◆ **Task goal**: For every entry below, retype it exactly as it reads.

◆ **Data to use**:
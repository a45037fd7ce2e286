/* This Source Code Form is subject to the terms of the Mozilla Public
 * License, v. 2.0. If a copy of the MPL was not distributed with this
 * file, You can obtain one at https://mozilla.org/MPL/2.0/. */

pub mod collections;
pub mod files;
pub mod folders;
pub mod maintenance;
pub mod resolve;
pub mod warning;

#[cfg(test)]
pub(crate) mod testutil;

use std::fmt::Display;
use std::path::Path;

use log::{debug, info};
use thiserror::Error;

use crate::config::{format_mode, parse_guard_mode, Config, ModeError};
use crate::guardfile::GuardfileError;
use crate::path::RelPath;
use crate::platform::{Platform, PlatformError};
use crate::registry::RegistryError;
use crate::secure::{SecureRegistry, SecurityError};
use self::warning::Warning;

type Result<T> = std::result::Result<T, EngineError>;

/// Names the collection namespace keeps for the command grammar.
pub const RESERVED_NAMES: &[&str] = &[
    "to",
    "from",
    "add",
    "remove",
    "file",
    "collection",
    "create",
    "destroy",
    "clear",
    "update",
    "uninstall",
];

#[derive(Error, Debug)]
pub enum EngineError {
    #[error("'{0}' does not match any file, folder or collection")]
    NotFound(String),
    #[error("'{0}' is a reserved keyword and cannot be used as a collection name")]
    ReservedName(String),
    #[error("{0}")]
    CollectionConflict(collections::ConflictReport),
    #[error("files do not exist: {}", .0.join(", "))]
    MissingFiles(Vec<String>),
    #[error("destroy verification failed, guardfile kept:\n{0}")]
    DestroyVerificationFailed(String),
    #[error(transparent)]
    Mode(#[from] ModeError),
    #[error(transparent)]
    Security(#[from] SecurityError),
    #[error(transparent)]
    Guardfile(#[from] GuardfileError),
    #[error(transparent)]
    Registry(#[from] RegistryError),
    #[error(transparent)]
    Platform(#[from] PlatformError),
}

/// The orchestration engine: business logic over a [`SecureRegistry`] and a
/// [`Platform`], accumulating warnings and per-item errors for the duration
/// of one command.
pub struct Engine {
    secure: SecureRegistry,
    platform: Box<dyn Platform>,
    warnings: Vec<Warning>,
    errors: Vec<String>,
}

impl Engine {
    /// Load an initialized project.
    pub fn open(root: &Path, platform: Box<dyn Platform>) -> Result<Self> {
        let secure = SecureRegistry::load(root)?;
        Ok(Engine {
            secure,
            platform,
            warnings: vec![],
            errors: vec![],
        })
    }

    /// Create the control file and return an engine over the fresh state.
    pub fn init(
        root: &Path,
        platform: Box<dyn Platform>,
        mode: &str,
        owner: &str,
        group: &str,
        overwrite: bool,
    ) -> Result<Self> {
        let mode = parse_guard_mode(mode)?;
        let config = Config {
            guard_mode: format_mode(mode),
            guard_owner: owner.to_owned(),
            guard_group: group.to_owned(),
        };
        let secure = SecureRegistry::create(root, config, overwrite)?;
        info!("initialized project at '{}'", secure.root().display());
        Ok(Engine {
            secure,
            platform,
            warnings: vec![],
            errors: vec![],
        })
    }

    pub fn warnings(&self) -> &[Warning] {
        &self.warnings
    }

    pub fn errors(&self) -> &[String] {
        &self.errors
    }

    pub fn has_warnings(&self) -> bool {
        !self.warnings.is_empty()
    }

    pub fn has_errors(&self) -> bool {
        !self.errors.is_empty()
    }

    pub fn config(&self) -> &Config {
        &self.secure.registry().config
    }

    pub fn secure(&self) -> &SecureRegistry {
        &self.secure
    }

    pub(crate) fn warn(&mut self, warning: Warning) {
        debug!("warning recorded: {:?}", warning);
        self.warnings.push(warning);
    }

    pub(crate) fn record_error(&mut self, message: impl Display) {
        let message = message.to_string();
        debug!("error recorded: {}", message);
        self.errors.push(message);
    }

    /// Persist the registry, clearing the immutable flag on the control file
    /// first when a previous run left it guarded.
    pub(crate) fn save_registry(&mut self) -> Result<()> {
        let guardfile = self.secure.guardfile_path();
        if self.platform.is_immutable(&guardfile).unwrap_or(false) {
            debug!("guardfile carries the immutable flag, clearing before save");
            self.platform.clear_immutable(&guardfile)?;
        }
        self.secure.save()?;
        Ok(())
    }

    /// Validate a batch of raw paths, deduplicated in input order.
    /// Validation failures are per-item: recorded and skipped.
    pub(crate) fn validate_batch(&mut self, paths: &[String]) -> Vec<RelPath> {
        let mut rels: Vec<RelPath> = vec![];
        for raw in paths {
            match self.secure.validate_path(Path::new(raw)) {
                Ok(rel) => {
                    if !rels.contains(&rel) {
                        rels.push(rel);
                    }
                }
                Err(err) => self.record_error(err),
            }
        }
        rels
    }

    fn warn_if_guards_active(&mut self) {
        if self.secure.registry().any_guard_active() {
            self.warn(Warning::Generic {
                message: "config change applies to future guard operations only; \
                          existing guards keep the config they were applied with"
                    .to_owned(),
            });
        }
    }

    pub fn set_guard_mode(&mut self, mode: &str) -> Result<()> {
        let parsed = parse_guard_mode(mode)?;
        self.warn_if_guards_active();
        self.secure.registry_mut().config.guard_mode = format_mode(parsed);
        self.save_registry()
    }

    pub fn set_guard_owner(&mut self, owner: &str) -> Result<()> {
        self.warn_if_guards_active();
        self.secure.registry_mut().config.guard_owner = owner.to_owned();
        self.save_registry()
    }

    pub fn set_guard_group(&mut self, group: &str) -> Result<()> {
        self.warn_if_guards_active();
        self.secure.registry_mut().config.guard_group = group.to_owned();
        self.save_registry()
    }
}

◆ **Problem solution**:
repository a45037fd7ce2e286
/* This Source Code Form is subject to the terms of the Mozilla Public
 * License, v. 2.0. If a copy of the MPL was not distributed with this
 * file, You can obtain one at https://mozilla.org/MPL/2.0/. */

pub mod collections;
pub mod files;
pub mod folders;
pub mod maintenance;
pub mod resolve;
pub mod warning;

#[cfg(test)]
pub(crate) mod testutil;

use std::fmt::Display;
use std::path::Path;

use log::{debug, info};
use thiserror::Error;

use crate::config::{format_mode, parse_guard_mode, Config, ModeError};
use crate::guardfile::GuardfileError;
use crate::path::RelPath;
use crate::platform::{Platform, PlatformError};
use crate::registry::RegistryError;
use crate::secure::{SecureRegistry, SecurityError};
use self::warning::Warning;

type Result<T> = std::result::Result<T, EngineError>;

/// Names the collection namespace keeps for the command grammar.
pub const RESERVED_NAMES: &[&str] = &[
    "to",
    "from",
    "add",
    "remove",
    "file",
    "collection",
    "create",
    "destroy",
    "clear",
    "update",
    "uninstall",
];

#[derive(Error, Debug)]
pub enum EngineError {
    #[error("'{0}' does not match any file, folder or collection")]
    NotFound(String),
    #[error("'{0}' is a reserved keyword and cannot be used as a collection name")]
    ReservedName(String),
    #[error("{0}")]
    CollectionConflict(collections::ConflictReport),
    #[error("files do not exist: {}", .0.join(", "))]
    MissingFiles(Vec<String>),
    #[error("destroy verification failed, guardfile kept:\n{0}")]
    DestroyVerificationFailed(String),
    #[error(transparent)]
    Mode(#[from] ModeError),
    #[error(transparent)]
    Security(#[from] SecurityError),
    #[error(transparent)]
    Guardfile(#[from] GuardfileError),
    #[error(transparent)]
    Registry(#[from] RegistryError),
    #[error(transparent)]
    Platform(#[from] PlatformError),
}

/// The orchestration engine: business logic over a [`SecureRegistry`] and a
/// [`Platform`], accumulating warnings and per-item errors for the duration
/// of one command.
pub struct Engine {
    secure: SecureRegistry,
    platform: Box<dyn Platform>,
    warnings: Vec<Warning>,
    errors: Vec<String>,
}

impl Engine {
    /// Load an initialized project.
    pub fn open(root: &Path, platform: Box<dyn Platform>) -> Result<Self> {
        let secure = SecureRegistry::load(root)?;
        Ok(Engine {
            secure,
            platform,
            warnings: vec![],
            errors: vec![],
        })
    }

    /// Create the control file and return an engine over the fresh state.
    pub fn init(
        root: &Path,
        platform: Box<dyn Platform>,
        mode: &str,
        owner: &str,
        group: &str,
        overwrite: bool,
    ) -> Result<Self> {
        let mode = parse_guard_mode(mode)?;
        let config = Config {
            guard_mode: format_mode(mode),
            guard_owner: owner.to_owned(),
            guard_group: group.to_owned(),
        };
        let secure = SecureRegistry::create(root, config, overwrite)?;
        info!("initialized project at '{}'", secure.root().display());
        Ok(Engine {
            secure,
            platform,
            warnings: vec![],
            errors: vec![],
        })
    }

    pub fn warnings(&self) -> &[Warning] {
        &self.warnings
    }

    pub fn errors(&self) -> &[String] {
        &self.errors
    }

    pub fn has_warnings(&self) -> bool {
        !self.warnings.is_empty()
    }

    pub fn has_errors(&self) -> bool {
        !self.errors.is_empty()
    }

    pub fn config(&self) -> &Config {
        &self.secure.registry().config
    }

    pub fn secure(&self) -> &SecureRegistry {
        &self.secure
    }

    pub(crate) fn warn(&mut self, warning: Warning) {
        debug!("warning recorded: {:?}", warning);
        self.warnings.push(warning);
    }

    pub(crate) fn record_error(&mut self, message: impl Display) {
        let message = message.to_string();
        debug!("error recorded: {}", message);
        self.errors.push(message);
    }

    /// Persist the registry, clearing the immutable flag on the control file
    /// first when a previous run left it guarded.
    pub(crate) fn save_registry(&mut self) -> Result<()> {
        let guardfile = self.secure.guardfile_path();
        if self.platform.is_immutable(&guardfile).unwrap_or(false) {
            debug!("guardfile carries the immutable flag, clearing before save");
            self.platform.clear_immutable(&guardfile)?;
        }
        self.secure.save()?;
        Ok(())
    }

    /// Validate a batch of raw paths, deduplicated in input order.
    /// Validation failures are per-item: recorded and skipped.
    pub(crate) fn validate_batch(&mut self, paths: &[String]) -> Vec<RelPath> {
        let mut rels: Vec<RelPath> = vec![];
        for raw in paths {
            match self.secure.validate_path(Path::new(raw)) {
                Ok(rel) => {
                    if !rels.contains(&rel) {
                        rels.push(rel);
                    }
                }
                Err(err) => self.record_error(err),
            }
        }
        rels
    }

    fn warn_if_guards_active(&mut self) {
        if self.secure.registry().any_guard_active() {
            self.warn(Warning::Generic {
                message: "config change applies to future guard operations only; \
                          existing guards keep the config they were applied with"
                    .to_owned(),
            });
        }
    }

    pub fn set_guard_mode(&mut self, mode: &str) -> Result<()> {
        let parsed = parse_guard_mode(mode)?;
        self.warn_if_guards_active();
        self.secure.registry_mut().config.guard_mode = format_mode(parsed);
        self.save_registry()
    }

    pub fn set_guard_owner(&mut self, owner: &str) -> Result<()> {
        self.warn_if_guards_active();
        self.secure.registry_mut().config.guard_owner = owner.to_owned();
        self.save_registry()
    }

    pub fn set_guard_group(&mut self, group: &str) -> Result<()> {
        self.warn_if_guards_active();
        self.secure.registry_mut().config.guard_group = group.to_owned();
        self.save_registry()
    }
}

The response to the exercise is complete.